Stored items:
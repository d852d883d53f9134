//! Versioned, mergeable record collections.
//!
//! A [`Store`] owns a map of [`Record`]s and the [`Container`] its payload is
//! sealed in. Specialized stores add their own fields to the payload through a
//! [`StoreExtension`]:
//!
//! - [`PlainStore`]: ephemeral store under the simple scheme
//! - [`MainStore`]: password-protected root store of a local identity
//! - [`SharedStore`]: store shared between member accounts
//!
//! Records merge by last-write-wins on their `updated` timestamp. Merging is
//! commutative and idempotent, so replicas that exchange snapshots converge no
//! matter the order in which they apply them.

mod errors;
pub mod main_store;
mod record;
pub mod shared_store;

pub use errors::StoreError;
pub use main_store::{MainData, MainStore};
pub use record::{Field, Record, normalize_tag};
pub use shared_store::{SharedData, SharedStore};

use std::collections::{BTreeSet, HashMap};
use std::fmt;
use std::sync::Arc;

use async_trait::async_trait;
use chrono::{DateTime, Utc};
use serde::de::DeserializeOwned;
use serde::{Deserialize, Serialize};
use tracing::{debug, trace, warn};

use crate::Result;
use crate::clock::{Clock, SystemClock};
use crate::constants::STORE_KIND;
use crate::container::{Container, Storable};
use crate::crypto::StoreKind;
use record::{RecordOut, StoredRecord};

/// Extra payload carried by a specialized store.
///
/// The extension's fields are flattened into the store payload next to
/// `created`, `updated` and `records`.
pub trait StoreExtension:
    Serialize + DeserializeOwned + Default + fmt::Debug + Send + Sync + 'static
{
    /// Store kind, which selects the encryption scheme.
    const KIND: StoreKind;

    /// Fold a freshly loaded extension into the current one.
    fn absorb(&mut self, incoming: Self) {
        *self = incoming;
    }

    /// Check a loaded extension against the envelope it was read from.
    fn validate(&self, _store: &str, _container: &Container) -> Result<()> {
        Ok(())
    }

    /// Erase extension state when the store is cleared.
    fn clear(&mut self) {
        *self = Self::default();
    }
}

/// Extension of the plain store: nothing beyond the records.
#[derive(Clone, Debug, Default, PartialEq, Eq, Serialize, Deserialize)]
pub struct NoExtension {}

impl StoreExtension for NoExtension {
    const KIND: StoreKind = StoreKind::Plain;
}

#[derive(Serialize)]
struct PayloadOut<'a, E> {
    created: DateTime<Utc>,
    updated: DateTime<Utc>,
    records: Vec<RecordOut<'a>>,
    #[serde(flatten)]
    extension: &'a E,
}

#[derive(Deserialize)]
#[serde(bound(deserialize = "E: DeserializeOwned"))]
struct PayloadIn<E> {
    #[serde(default)]
    created: Option<DateTime<Utc>>,
    #[serde(default)]
    updated: Option<DateTime<Utc>>,
    #[serde(default)]
    records: Vec<StoredRecord>,
    #[serde(flatten)]
    extension: E,
}

fn parse_payload<E: StoreExtension>(store: &str, raw: &[u8]) -> Result<PayloadIn<E>> {
    serde_json::from_slice(raw).map_err(|e| {
        StoreError::DeserializationFailed {
            store: store.to_string(),
            reason: e.to_string(),
        }
        .into()
    })
}

/// The storable part of a store: everything that goes into the payload.
struct StoreData<E> {
    id: String,
    created: DateTime<Utc>,
    updated: DateTime<Utc>,
    records: HashMap<String, Record>,
    extension: E,
    clock: Arc<dyn Clock>,
}

impl<E: StoreExtension> StoreData<E> {
    /// Apply last-write-wins to each record. Returns how many were taken.
    fn merge_records(&mut self, records: impl IntoIterator<Item = Record>) -> usize {
        let mut applied = 0;
        for record in records {
            let take = match self.records.get(&record.id) {
                Some(existing) => record.supersedes(existing),
                None => true,
            };
            trace!(store = %self.id, record = %record.id, take, "Merge decision");
            if take {
                self.records.insert(record.id.clone(), record);
                applied += 1;
            }
        }
        applied
    }

    fn apply(&mut self, payload: PayloadIn<E>) -> usize {
        let now = self.clock.now();
        let mut migrated = 0usize;
        let records: Vec<Record> = payload
            .records
            .into_iter()
            .map(|stored| {
                let (record, legacy) = stored.resolve(now);
                if legacy {
                    migrated += 1;
                }
                record
            })
            .collect();
        if migrated > 0 {
            warn!(store = %self.id, records = migrated, "Migrated records from a legacy layout");
        }

        if let Some(created) = payload.created {
            self.created = self.created.min(created);
        }
        if let Some(updated) = payload.updated {
            self.updated = self.updated.max(updated);
        }
        self.extension.absorb(payload.extension);

        let total = records.len();
        let applied = self.merge_records(records);
        debug!(store = %self.id, records = total, applied, "Merged payload");
        applied
    }

    fn touch(&mut self) {
        self.updated = self.updated.max(self.clock.now());
    }
}

#[async_trait]
impl<E: StoreExtension> Storable for StoreData<E> {
    fn storage_key(&self) -> &str {
        &self.id
    }

    fn storage_kind(&self) -> &str {
        STORE_KIND
    }

    async fn serialize(&self) -> Result<Vec<u8>> {
        let mut records: Vec<&Record> = self.records.values().collect();
        records.sort_by(|a, b| a.id.cmp(&b.id));
        let payload = PayloadOut {
            created: self.created,
            updated: self.updated,
            records: records.into_iter().map(RecordOut::from).collect(),
            extension: &self.extension,
        };
        serde_json::to_vec(&payload).map_err(|e| {
            StoreError::SerializationFailed {
                store: self.id.clone(),
                reason: e.to_string(),
            }
            .into()
        })
    }

    async fn deserialize(&mut self, raw: &[u8]) -> Result<()> {
        let payload = parse_payload(&self.id, raw)?;
        self.apply(payload);
        Ok(())
    }
}

/// Decrypted payload held back until it has been validated.
struct Staged<E> {
    id: String,
    payload: Option<PayloadIn<E>>,
}

#[async_trait]
impl<E: StoreExtension> Storable for Staged<E> {
    fn storage_key(&self) -> &str {
        &self.id
    }

    fn storage_kind(&self) -> &str {
        STORE_KIND
    }

    async fn serialize(&self) -> Result<Vec<u8>> {
        Err(StoreError::SerializationFailed {
            store: self.id.clone(),
            reason: "staged payload is read-only".to_string(),
        }
        .into())
    }

    async fn deserialize(&mut self, raw: &[u8]) -> Result<()> {
        self.payload = Some(parse_payload(&self.id, raw)?);
        Ok(())
    }
}

/// A collection of records sealed in a container.
pub struct Store<E: StoreExtension = NoExtension> {
    data: StoreData<E>,
    container: Container,
    /// Envelope loaded by [`Store::load`], committed by [`Store::read`].
    pending: Option<Container>,
}

/// Store that is not bound to any identity.
pub type PlainStore = Store<NoExtension>;

impl Store<NoExtension> {
    /// Create an empty plain store.
    pub fn new(id: impl Into<String>) -> Self {
        Self::with_id(id)
    }
}

impl<E: StoreExtension> Store<E> {
    pub(crate) fn with_id(id: impl Into<String>) -> Self {
        let id = id.into();
        let clock: Arc<dyn Clock> = Arc::new(SystemClock);
        let now = clock.now();
        Self {
            container: Container::new(E::KIND.scheme()).with_storage_key(id.clone()),
            pending: None,
            data: StoreData {
                id,
                created: now,
                updated: now,
                records: HashMap::new(),
                extension: E::default(),
                clock,
            },
        }
    }

    /// Use a different time source. Resets the store timestamps.
    pub fn with_clock(mut self, clock: Arc<dyn Clock>) -> Self {
        let now = clock.now();
        self.data.created = now;
        self.data.updated = now;
        self.data.clock = clock;
        self
    }

    pub fn id(&self) -> &str {
        &self.data.id
    }

    pub fn kind(&self) -> StoreKind {
        E::KIND
    }

    pub fn created(&self) -> DateTime<Utc> {
        self.data.created
    }

    pub fn updated(&self) -> DateTime<Utc> {
        self.data.updated
    }

    pub fn container(&self) -> &Container {
        &self.container
    }

    /// Allocate a record with a fresh id and current timestamps.
    ///
    /// The record is not added; pass it to [`Store::add_record`].
    pub fn create_record<T: AsRef<str>>(
        &self,
        name: impl Into<String>,
        fields: Vec<Field>,
        tags: impl IntoIterator<Item = T>,
    ) -> Record {
        Record::new(name, fields, tags, self.data.clock.now())
    }

    /// Insert or update one record. Returns whether it was taken.
    pub fn add_record(&mut self, record: Record) -> bool {
        self.add_records([record]) > 0
    }

    /// Merge records by last-write-wins. Returns how many were taken.
    ///
    /// A record is taken if its id is new or it supersedes the existing
    /// version.
    pub fn add_records(&mut self, records: impl IntoIterator<Item = Record>) -> usize {
        let applied = self.data.merge_records(records);
        if applied > 0 {
            self.data.touch();
            debug!(store = %self.data.id, applied, "Added records");
        }
        applied
    }

    pub fn remove_record(&mut self, id: &str) -> Result<()> {
        self.remove_records([id]).map(|_| ())
    }

    /// Turn records into tombstones.
    ///
    /// Fails without changing anything if any id is unknown.
    pub fn remove_records<I, T>(&mut self, ids: I) -> Result<usize>
    where
        I: IntoIterator<Item = T>,
        T: AsRef<str>,
    {
        let ids: Vec<String> = ids.into_iter().map(|id| id.as_ref().to_string()).collect();
        if let Some(missing) = ids.iter().find(|id| !self.data.records.contains_key(*id)) {
            return Err(StoreError::RecordNotFound {
                store: self.data.id.clone(),
                id: missing.clone(),
            }
            .into());
        }

        let now = self.data.clock.now();
        let mut removed = 0;
        for id in &ids {
            if let Some(record) = self.data.records.get_mut(id) {
                record.tombstone(now);
                removed += 1;
            }
        }
        self.data.touch();
        debug!(store = %self.data.id, records = removed, "Removed records");
        Ok(removed)
    }

    /// Record that an entry was used. Does not affect merge order.
    pub fn mark_used(&mut self, id: &str) -> Result<()> {
        let now = self.data.clock.now();
        let record =
            self.data
                .records
                .get_mut(id)
                .ok_or_else(|| StoreError::RecordNotFound {
                    store: self.data.id.clone(),
                    id: id.to_string(),
                })?;
        record.last_used = Some(now);
        Ok(())
    }

    pub fn get(&self, id: &str) -> Option<&Record> {
        self.data.records.get(id)
    }

    /// All records, tombstones included.
    pub fn records(&self) -> impl Iterator<Item = &Record> {
        self.data.records.values()
    }

    /// Records that have not been removed.
    pub fn live_records(&self) -> impl Iterator<Item = &Record> {
        self.records().filter(|r| !r.removed)
    }

    pub fn len(&self) -> usize {
        self.data.records.len()
    }

    pub fn is_empty(&self) -> bool {
        self.data.records.is_empty()
    }

    /// All non-empty tags of live records.
    pub fn tags(&self) -> BTreeSet<String> {
        self.live_records()
            .flat_map(|r| r.tags.iter())
            .filter(|t| !t.is_empty())
            .cloned()
            .collect()
    }

    /// Merge another store's records into this one.
    pub fn merge<F: StoreExtension>(&mut self, other: &Store<F>) -> usize {
        self.add_records(other.records().cloned())
    }

    /// Seal the payload and return the envelope.
    pub async fn serialize(&mut self) -> Result<Vec<u8>> {
        self.container.set(&self.data).await?;
        let raw = self.container.serialize()?;
        debug!(
            store = %self.data.id,
            scheme = %self.container.scheme(),
            records = self.data.records.len(),
            "Serialized store"
        );
        Ok(raw)
    }

    /// Load an envelope and merge its records into this store.
    ///
    /// Equivalent to [`Store::load`] followed by [`Store::read`]. On error the
    /// store, its container and its participants are left as they were.
    pub async fn deserialize(&mut self, raw: &[u8]) -> Result<()> {
        self.load(raw)?;
        let result = self.read().await;
        if result.is_err() {
            self.pending = None;
        }
        result
    }

    /// Parse an envelope without decrypting it.
    ///
    /// The envelope is staged next to the current container; nothing the store
    /// exposes changes until [`Store::read`] succeeds.
    pub fn load(&mut self, raw: &[u8]) -> Result<()> {
        let mut next = self.container.clone();
        next.deserialize(raw)?;
        self.pending = Some(next);
        Ok(())
    }

    /// Decrypt the staged envelope, or the current one if nothing was loaded,
    /// and merge its payload into this store.
    ///
    /// The payload is validated before anything is committed. On success the
    /// store adopts the envelope's id and participants; participants known
    /// only locally are kept.
    pub async fn read(&mut self) -> Result<()> {
        let mut staged = Staged::<E> {
            id: self.data.id.clone(),
            payload: None,
        };
        let next = self
            .pending
            .get_or_insert_with(|| self.container.clone());
        next.get(&mut staged).await?;
        let payload = staged.payload.ok_or_else(|| StoreError::DeserializationFailed {
            store: self.data.id.clone(),
            reason: "container produced no payload".to_string(),
        })?;

        let id = next.id().to_string();
        payload.extension.validate(&id, next)?;

        if let Some(mut next) = self.pending.take() {
            next.keep_participants_from(&self.container);
            self.container = next;
        }
        if self.data.id != id {
            debug!(from = %self.data.id, to = %id, "Adopting envelope id");
            self.data.id = id;
        }
        self.data.apply(payload);
        Ok(())
    }

    /// The container key operations should act on: the staged one while an
    /// envelope is loaded but not yet read.
    pub(crate) fn staging_container_mut(&mut self) -> &mut Container {
        match self.pending {
            Some(ref mut pending) => pending,
            None => &mut self.container,
        }
    }

    /// Drop all records and the container's key material.
    pub fn clear(&mut self) {
        self.data.records.clear();
        self.data.extension.clear();
        self.container.clear();
        self.pending = None;
        debug!(store = %self.data.id, "Cleared store");
    }
}

impl<E: StoreExtension> fmt::Debug for Store<E> {
    fn fmt(&self, f: &mut fmt::Formatter<'_>) -> fmt::Result {
        f.debug_struct("Store")
            .field("id", &self.data.id)
            .field("kind", &E::KIND)
            .field("created", &self.data.created)
            .field("updated", &self.data.updated)
            .field("records", &self.data.records.len())
            .field("container", &self.container)
            .field("pending", &self.pending.is_some())
            .finish()
    }
}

● **Task brief**
Respond with nothing but the number of lines in the entries that contain the string "AsRef".

● **Answer to this problem**
2